Sam dabbles in detective work because he wants to clean up his sense of being used as a patsy by a femme fatale in the kidnapping fiasco. His other goal is to clear his secretary Natalie Rice of suspicion of killing the kingpin and clearing her father who has the revenge motive since he was framed for a white-collar crime by the boss and sent to the pen.
The plot unfolds with non-stop action, realistic dialogue, and Gardner’s no-frills prose. Sam is a not a tough-guy pulp hero like Ed Jenkins, Phantom Crook, but more like a protagonist in an Alan Furst novel. In other words, a regular joe who has to use his native smarts and resourcefulness in extraordinary situations.
Gardner stretches out a little when he describes the scene of Sam being taken in for questioning by a homicide detective. He builds foreboding in the reader by describing the cold police headquarters and impersonal manner of the cops.
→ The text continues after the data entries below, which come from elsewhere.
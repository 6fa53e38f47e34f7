//! Wiring for one client session: the synchronizer, the orchestrator, and
//! the background tasks that keep them in step.

use crate::commitment::CommitmentCodec;
use crate::session::SessionOrchestrator;
use crate::sync::{SessionSynchronizer, SyncHandle};

use rps_core::{ClientConfig, IdentityGateway, LedgerGateway, Prompter, Storage};
use std::sync::Arc;
use tokio::task::JoinHandle;

pub struct SessionContext {
    orchestrator: Arc<SessionOrchestrator>,
    sync: Arc<SessionSynchronizer>,
    poller: Option<SyncHandle>,
    reconciler: Option<JoinHandle<()>>,
}

impl SessionContext {
    pub fn new(
        ledger: Arc<dyn LedgerGateway>,
        identity: Arc<dyn IdentityGateway>,
        storage: Arc<Storage>,
        prompter: Arc<dyn Prompter>,
        config: &ClientConfig,
    ) -> Self {
        let sync = Arc::new(SessionSynchronizer::new(
            ledger.clone(),
            config.poll_interval,
        ));
        let orchestrator = Arc::new(SessionOrchestrator::new(
            ledger,
            identity,
            sync.clone(),
            CommitmentCodec::new(config.commitment_encoding),
            storage,
            prompter,
        ));

        Self {
            orchestrator,
            sync,
            poller: None,
            reconciler: None,
        }
    }

    pub fn orchestrator(&self) -> &Arc<SessionOrchestrator> {
        &self.orchestrator
    }

    pub fn synchronizer(&self) -> &Arc<SessionSynchronizer> {
        &self.sync
    }

    pub fn is_running(&self) -> bool {
        self.poller.is_some()
    }

    /// Starts polling and re-derives the status on every snapshot change.
    /// Calling it again while running does nothing.
    pub fn start(&mut self) {
        if self.is_running() {
            return;
        }

        let mut snapshots = self.sync.subscribe();
        let orchestrator = self.orchestrator.clone();

        self.reconciler = Some(tokio::spawn(async move {
            while snapshots.changed().await.is_ok() {
                let latest = snapshots.borrow_and_update().clone();
                if let Some(snapshot) = latest {
                    if let Err(e) = orchestrator.reconcile(&snapshot).await {
                        tracing::warn!("Could not reconcile session status: {}", e);
                    }
                }
            }
        }));
        self.poller = Some(self.sync.spawn());

        tracing::debug!("Session context started (poll every {:?})", self.sync.interval());
    }

    /// Stops the background tasks. A poll in progress is cancelled.
    pub async fn shutdown(mut self) {
        if let Some(poller) = self.poller.take() {
            poller.shutdown().await;
        }
        if let Some(reconciler) = self.reconciler.take() {
            reconciler.abort();
            let _ = reconciler.await;
        }
        tracing::debug!("Session context stopped");
    }
}

impl Drop for SessionContext {
    fn drop(&mut self) {
        if let Some(reconciler) = self.reconciler.take() {
            reconciler.abort();
        }
    }
}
Readers who’ve been unlucky enough to have experienced first-hand that institutional décor, those bland detached looks, and that casual manner based on the fact that they control utterly the situation, will recognize that Gardner, who was an attorney, spent time in such places, dealing with such people.
Gardner knew first-hand about bossism and the influence
of crime syndicates on poorly paid municipal guardians of law and order. Gardner
was to return to civic corruption as a plot device in the nine-novel series
starring DA Doug Selby (The DA
Holds a Candle, 1938) and numerous Cool & Lam novels such as the outstanding
Turn
on the Heat (1940).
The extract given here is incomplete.